* About this task
Here are the records. Write out exactly the lines between the one holding "self.0.push((game_id, message));" and the one holding "random, &mut events);", inclusive.

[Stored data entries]

==============================

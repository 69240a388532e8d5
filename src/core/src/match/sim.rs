use crate::game::EventLog;
use crate::r#match::{MAX_MATCH_ROLL, MIN_MATCH_ROLL};
use crate::season::{DRAW_POINTS, WIN_POINTS};
use crate::team::{RealTeam, Team};
use crate::utils::RandomSource;

const WIN_THRESHOLD: i32 = 10;
const DRAW_THRESHOLD: i32 = 8;

#[derive(Debug, Clone, Copy, PartialEq, Eq)]
pub enum SimOutcome {
    Win,
    Draw,
    Loss,
}

impl SimOutcome {
    pub fn points(&self) -> i32 {
        match self {
            SimOutcome::Win => WIN_POINTS,
            SimOutcome::Draw => DRAW_POINTS,
            SimOutcome::Loss => 0,
        }
    }
}

/// Resolves a simulated round for a team without a live opponent that
/// stage: one 1..=12 roll against thresholds shifted by the team's
/// starting strength.
pub struct SimResolver;

impl SimResolver {
    pub fn resolve(
        team: &Team,
        starting_score: i32,
        opponent_name: &str,
        random: &mut dyn RandomSource,
        events: &mut dyn EventLog,
    ) -> SimOutcome {
        let roll = random.roll(MIN_MATCH_ROLL, MAX_MATCH_ROLL);
        let bonus = Self::roll_bonus(starting_score);

        let outcome = if roll >= WIN_THRESHOLD - bonus {
            SimOutcome::Win
        } else if roll >= DRAW_THRESHOLD - bonus {
            SimOutcome::Draw
        } else {
            SimOutcome::Loss
        };

        let message = match outcome {
            SimOutcome::Win => format!(
                "{} saw off {} in a simulated tie (rolled {}, needed {})",
                team.name,
                opponent_name,
                roll,
                WIN_THRESHOLD - bonus
            ),
            SimOutcome::Draw => format!(
                "{} held {} to a simulated draw (rolled {})",
                team.name, opponent_name, roll
            ),
            SimOutcome::Loss => format!(
                "{} fell to {} in a simulated tie (rolled {})",
                team.name, opponent_name, roll
            ),
        };

        events.append(team.game_id, message);

        outcome
    }

    /// Threshold shift earned by prior strength: one point in the team's
    /// favour per full twenty starting-score points above twenty, one
    /// against per full twenty below.
    pub fn roll_bonus(starting_score: i32) -> i32 {
        (starting_score - 20).div_euclid(20)
    }

    /// Flavour opponent for a simulated round. The strongest real clubs
    /// take turns by match number, so the narration stays varied but
    /// reproducible.
    pub fn flavour_opponent(real_teams: &[RealTeam], match_number: u8) -> Option<&RealTeam> {
        if real_teams.is_empty() {
            return None;
        }

        let mut ranked: Vec<&RealTeam> = real_teams.iter().collect();
        ranked.sort_by(|a, b| b.strength.cmp(&a.strength).then(a.id.cmp(&b.id)));

        let index = usize::from(match_number.saturating_sub(1)) % ranked.len();
        Some(ranked[index])
    }
}

#[cfg(test)]
mod tests {
    use super::*;
    use crate::game::NullEventLog;
    use crate::utils::SequenceRandom;

    fn team() -> Team {
        Team::new(10, 3, String::from("Dynamo Kebab"), String::from("Sam"))
    }

    fn resolve_with_roll(starting_score: i32, roll: i32) -> SimOutcome {
        let mut random = SequenceRandom::new(&[roll]);
        let mut events = NullEventLog;

        SimResolver::resolve(&team(), starting_score, "Catenaccio FC", &mut random, &mut events)
    }

    #[test]
    fn test_roll_bonus_bands() {
        assert_eq!(SimResolver::roll_bonus(-5), -2);
        assert_eq!(SimResolver::roll_bonus(0), -1);
        assert_eq!(SimResolver::roll_bonus(19), -1);
        assert_eq!(SimResolver::roll_bonus(20), 0);
        assert_eq!(SimResolver::roll_bonus(39), 0);
        assert_eq!(SimResolver::roll_bonus(40), 1);
        assert_eq!(SimResolver::roll_bonus(65), 2);
    }

    #[test]
    fn test_weak_start_shifts_thresholds_against_the_team() {
        // Starting 19 carries a -1 bonus: win from 11, draw from 9.
        assert_eq!(resolve_with_roll(19, 11), SimOutcome::Win);
        assert_eq!(resolve_with_roll(19, 10), SimOutcome::Draw);
        assert_eq!(resolve_with_roll(19, 9), SimOutcome::Draw);
        assert_eq!(resolve_with_roll(19, 8), SimOutcome::Loss);
        assert_eq!(resolve_with_roll(19, 1), SimOutcome::Loss);
    }

    #[test]
    fn test_neutral_band_thresholds() {
        // Starting 20 sits at the band boundary: win from 10, draw from 8.
        assert_eq!(resolve_with_roll(20, 11), SimOutcome::Win);
        assert_eq!(resolve_with_roll(20, 10), SimOutcome::Win);
        assert_eq!(resolve_with_roll(20, 9), SimOutcome::Draw);
        assert_eq!(resolve_with_roll(20, 8), SimOutcome::Draw);
        assert_eq!(resolve_with_roll(20, 7), SimOutcome::Loss);
        assert_eq!(resolve_with_roll(20, 1), SimOutcome::Loss);
    }

    #[test]
    fn test_strong_start_shifts_thresholds_towards_the_team() {
        // Starting 40 earns +1: win from 9, draw from 7.
        assert_eq!(resolve_with_roll(40, 9), SimOutcome::Win);
        assert_eq!(resolve_with_roll(40, 8), SimOutcome::Draw);
        assert_eq!(resolve_with_roll(40, 7), SimOutcome::Draw);
        assert_eq!(resolve_with_roll(40, 6), SimOutcome::Loss);
    }

    #[test]
    fn test_points_mapping() {
        assert_eq!(SimOutcome::Win.points(), 6);
        assert_eq!(SimOutcome::Draw.points(), 2);
        assert_eq!(SimOutcome::Loss.points(), 0);
    }

    #[test]
    fn test_narration_reports_the_outcome() {
        struct RecordingLog(Vec<(u32, String)>);

        impl EventLog for RecordingLog {
            fn append(&mut self, game_id: u32, message: String) {
                self.0.push((game_id, message));
            }
        }

        let mut random = SequenceRandom::new(&[12]);
        let mut events = RecordingLog(Vec::new());

        let outcome =
            SimResolver::resolve(&team(), 20, "Catenaccio FC", &mut random, &mut events);

        assert_eq!(outcome, SimOutcome::Win);
        let (game_id, message) = &events.0[0];
        assert_eq!(*game_id, 3);
        assert!(message.contains("Dynamo Kebab"));
        assert!(message.contains("Catenaccio FC"));
        assert!(message.contains("rolled 12"));
    }

    #[test]
    fn test_flavour_opponents_rotate_by_strength() {
        let clubs = vec![
            RealTeam::new(1, String::from("Mid Table FC"), 5),
            RealTeam::new(2, String::from("Galacticos"), 7),
            RealTeam::new(3, String::from("Steady United"), 6),
        ];

        let picks: Vec<u32> = (1..=5)
            .map(|n| SimResolver::flavour_opponent(&clubs, n).unwrap().id)
            .collect();

        // Strength order 2, 3, 1, then wrapping.
        assert_eq!(picks, vec![2, 3, 1, 2, 3]);
    }

    #[test]
    fn test_flavour_opponent_empty_pool() {
        assert!(SimResolver::flavour_opponent(&[], 1).is_none());
    }
}
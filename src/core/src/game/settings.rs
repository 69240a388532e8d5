use serde::{Deserialize, Serialize};

/// Per-game tuning knobs. These are configuration, not rules: the engine
/// reads them but never hardcodes their values.
#[derive(Debug, Clone, Serialize, Deserialize)]
pub struct GameSettings {
    /// A season score at or above this ends the game outright.
    pub victory_score: i32,
    /// League titles needed before the champion is sent down the cup route.
    pub cup_titles_required: u32,
    /// How many of the strongest unused real teams form a cup draw pool.
    pub cup_pool_size: usize,
}

impl Default for GameSettings {
    fn default() -> Self {
        GameSettings {
            victory_score: 100,
            cup_titles_required: 3,
            cup_pool_size: 8,
        }
    }
}
pub mod error;
pub mod event_log;
pub mod generators;
pub mod store;

pub use error::*;
pub use event_log::*;
pub use generators::*;
pub use store::*;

==============================

* Expected answer
                self.0.push((game_id, message));
            }
        }

        let mut random = SequenceRandom::new(&[12]);
        let mut events = RecordingLog(Vec::new());

        let outcome =
            SimResolver::resolve(&team(), 20, "Catenaccio FC", &mut random, &mut events);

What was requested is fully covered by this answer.